2024年11月25日(月)

Wedge REPORT

2014年9月1日

自社配送を目論むベゾス

 アマゾンのジェフ・ベゾスCEOは「我々アマゾンにあってウェブヴァンになかったもの、それは既存の膨大な顧客ベースだ。我々の顧客は本や家電と一緒に食料品もネットショッピングしてくれるはずだ」と、アマゾンフレッシュの事業化に自信を見せる。

 アマゾンが所有する巨大倉庫から消費者宅まで食料品を運ぶのは、アマゾンが独自で運営している緑色のトラックだ。これまでアマゾンは、運送大手の米フェデックスや米UPSを下請けで利用していた。しかし、アマゾンフレッシュを手始めに自社配送ネットワークを構築しようとベゾスは目論む。

アマゾンフレッシュの日本上陸はあるか (REUTERS/AFLO)

 アマゾンにとって年々増加する配達費用は頭の痛い問題である。2011年には40億ドル、2012年には51億ドルに跳ね上がった。これらの費用を抑えるだけでなく、食料品以外の商品も同じトラックのラインに乗せることで、効率化も推進したい狙いだ。

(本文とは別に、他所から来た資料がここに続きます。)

//! Tests for the transaction orderer.

use serde_json::json;
use stakebft_mempool::{OrdererConfig, TransactionOrderer, TxStatus};
use stakebft_types::{Address, Block, Keypair, Operation, Transaction, ValidatorSet, H256};

fn key(byte: u8) -> Keypair {
    Keypair::from_bytes(&[byte; 32]).unwrap()
}

fn tx(k: &Keypair, nonce: i64, timestamp: u64) -> Transaction {
    Transaction::sign(k, nonce, timestamp, Operation::set_value("/apps/v", json!(timestamp))).unwrap()
}

fn block(number: u64, timestamp: u64, transactions: Vec<Transaction>) -> Block {
    Block::new(H256::NIL, vec![], transactions, number, timestamp, Address::ZERO, ValidatorSet::new())
}

fn nonces_of(batch: &[Transaction], address: Address) -> Vec<i64> {
    batch.iter().filter(|t| t.address == address).map(|t| t.nonce).collect()
}

#[test]
fn test_add_rejects_bad_signature_and_duplicates() {
    let a = key(1);
    let mut orderer = TransactionOrderer::new(OrdererConfig::default());
    let good = tx(&a, 0, 1);
    assert!(orderer.add(good.clone()));
    assert!(!orderer.add(good.clone()));
    assert!(!orderer.is_eligible(&good));

    let mut forged = tx(&a, 1, 2);
    forged.address = key(2).address();
    assert!(!orderer.add(forged));
    assert_eq!(orderer.len(), 1);
    assert_eq!(orderer.next_nonce(&a.address()), 1);
}

#[test]
fn test_stale_nonce_is_not_eligible() {
    let a = key(1);
    let mut orderer = TransactionOrderer::new(OrdererConfig::default());
    orderer.cleanup_for_block(&block(1, 10, vec![tx(&a, 0, 1), tx(&a, 1, 2)]));
    assert!(!orderer.is_eligible(&tx(&a, 1, 3)));
    assert!(orderer.is_eligible(&tx(&a, 2, 4)));
    assert!(orderer.is_eligible(&tx(&a, -1, 5)));
}

#[test]
fn test_batch_preserves_nonce_order() {
    let a = key(1);
    let b = key(2);
    let c = key(3);
    let mut orderer = TransactionOrderer::new(OrdererConfig::default());
    // Later nonces carry earlier timestamps to stress the merge.
    for t in [tx(&a, 2, 10), tx(&a, 0, 30), tx(&a, 1, 20)] {
        orderer.add(t);
    }
    for t in [tx(&b, 1, 5), tx(&b, 0, 15)] {
        orderer.add(t);
    }
    orderer.add(tx(&c, -1, 1));
    orderer.add(tx(&c, -1, 2));

    let batch = orderer.ordered_batch();
    assert_eq!(nonces_of(&batch, a.address()), vec![0, 1, 2]);
    assert_eq!(nonces_of(&batch, b.address()), vec![0, 1]);
    assert_eq!(nonces_of(&batch, c.address()).len(), 2);
    assert_eq!(batch.len(), 7);
}

#[test]
fn test_nonce_gap_is_excluded() {
    let a = key(1);
    let b = key(2);
    let mut orderer = TransactionOrderer::new(OrdererConfig::default());
    orderer.cleanup_for_block(&block(1, 10, vec![tx(&a, 0, 1)]));

    // committed = 0, nonce 2 arrives without nonce 1
    orderer.add(tx(&a, 2, 20));
    orderer.add(tx(&b, 0, 21));
    let batch = orderer.ordered_batch();
    assert!(nonces_of(&batch, a.address()).is_empty());
    assert_eq!(nonces_of(&batch, b.address()), vec![0]);

    // single address pools drop gaps too
    let mut solo = TransactionOrderer::new(OrdererConfig::default());
    solo.add(tx(&a, 0, 1));
    solo.add(tx(&a, 2, 2));
    assert_eq!(nonces_of(&solo.ordered_batch(), a.address()), vec![0]);

    // once the gap is filled both go through
    orderer.add(tx(&a, 1, 22));
    assert_eq!(nonces_of(&orderer.ordered_batch(), a.address()), vec![1, 2]);
}

#[test]
fn test_batch_is_deterministic_across_insertion_order() {
    let keys: Vec<Keypair> = (1..=4).map(key).collect();
    let txs: Vec<Transaction> = keys
        .iter()
        .enumerate()
        .flat_map(|(i, k)| (0..3).map(move |n| tx(k, n, 100 - (i as u64) * 7 + n as u64 * 3)))
        .collect();

    let mut forward = TransactionOrderer::new(OrdererConfig::default());
    txs.iter().cloned().for_each(|t| {
        forward.add(t);
    });
    let mut backward = TransactionOrderer::new(OrdererConfig::default());
    txs.iter().rev().cloned().for_each(|t| {
        backward.add(t);
    });

    let a: Vec<H256> = forward.ordered_batch().iter().map(|t| t.hash).collect();
    let b: Vec<H256> = backward.ordered_batch().iter().map(|t| t.hash).collect();
    assert_eq!(a, b);
    assert_eq!(a.len(), 12);
}

#[test]
fn test_cleanup_is_idempotent() {
    let a = key(1);
    let mut orderer = TransactionOrderer::new(OrdererConfig::default());
    let committed = vec![tx(&a, 0, 1), tx(&a, 1, 2)];
    for t in &committed {
        orderer.add(t.clone());
    }
    orderer.add(tx(&a, 2, 3));
    let b = block(4, 50, committed.clone());

    orderer.cleanup_for_block(&b);
    let first = orderer.nonces().committed(&a.address());
    orderer.cleanup_for_block(&b);
    assert_eq!(orderer.nonces().committed(&a.address()), first);
    assert_eq!(first, Some(1));
    assert_eq!(orderer.len(), 1);
    assert_eq!(orderer.nonces().pending(&a.address()), Some(2));
    assert_eq!(
        orderer.status(&committed[1].hash),
        Some(TxStatus::Block { number: 4, index: 1, timestamp: 2 })
    );
    assert!(orderer.is_finalized(&committed[0].hash));
}

#[test]
fn test_timeout_eviction_and_pending_rebuild() {
    let a = key(1);
    let b = key(2);
    let config = OrdererConfig {
        pool_timeout_ms: 100,
        tracker_timeout_ms: 1_000,
    };
    let mut orderer = TransactionOrderer::new(config);
    let old = tx(&a, 0, 10);
    let young = tx(&b, 0, 150);
    orderer.add(old.clone());
    orderer.add(young.clone());
    assert_eq!(orderer.next_nonce(&a.address()), 1);

    // block at 110: old is exactly at its deadline
    orderer.cleanup_for_block(&block(1, 110, vec![]));
    assert_eq!(orderer.len(), 1);
    assert_eq!(orderer.next_nonce(&a.address()), 0, "pending rebuilt without evicted tx");
    assert!(orderer.status(&old.hash).is_some(), "tracker still remembers it");
    assert!(!orderer.add(old.clone()), "cannot be replayed while tracked");

    orderer.cleanup_for_block(&block(2, 1_010, vec![]));
    assert!(orderer.status(&old.hash).is_none());
    assert!(orderer.is_empty());
}

#[test]
fn test_committed_entries_time_out_without_replay() {
    let a = key(1);
    let config = OrdererConfig {
        pool_timeout_ms: 100,
        tracker_timeout_ms: 1_000,
    };
    let mut orderer = TransactionOrderer::new(config);
    let unordered = tx(&a, -1, 10);
    orderer.add(unordered.clone());
    orderer.cleanup_for_block(&block(1, 20, vec![unordered.clone()]));
    assert!(orderer.is_finalized(&unordered.hash));

    orderer.cleanup_for_block(&block(2, 1_010, vec![]));
    assert_eq!(orderer.status(&unordered.hash), None);

    // Forgotten by the tracker, but past the pool timeout as well.
    assert!(!orderer.is_eligible(&unordered));
    assert!(!orderer.add(unordered));
    assert!(orderer.is_empty());

    assert!(orderer.is_eligible(&tx(&a, -1, 1_000)));
}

 生鮮食料品のオンラインビジネスは、在庫管理や新鮮なまま配達を完了させなければならないなど多くの点でリスクが大きい。しかし、ベゾスはどうやら、繊細な商品を取り扱うアマゾンフレッシュをあえて、自社配送の試験台に使う目的のようだ。将来的に自前のロジスティックス網を持つことで、「時間通りに商品を配達する」という部分まで完全にコントロール権を掌握しようとしているのだ。

 しかし、フェデックスやUPSからの完全な離脱は困難というのが大方の見方だ。ノウハウの構築、及びアマゾン全体の物流をこなすだけの人材の確保は一朝一夕にはできないからだ。ベゾスは、「フェデックスもUPSも、アマゾンの成長に見合った投資を行っていない。だから自分でやる」とあくまで意気軒昂だが、30から40の都市圏へのサービス拡大は噂だけが飛び交い、具体的な計画は伝わってこない。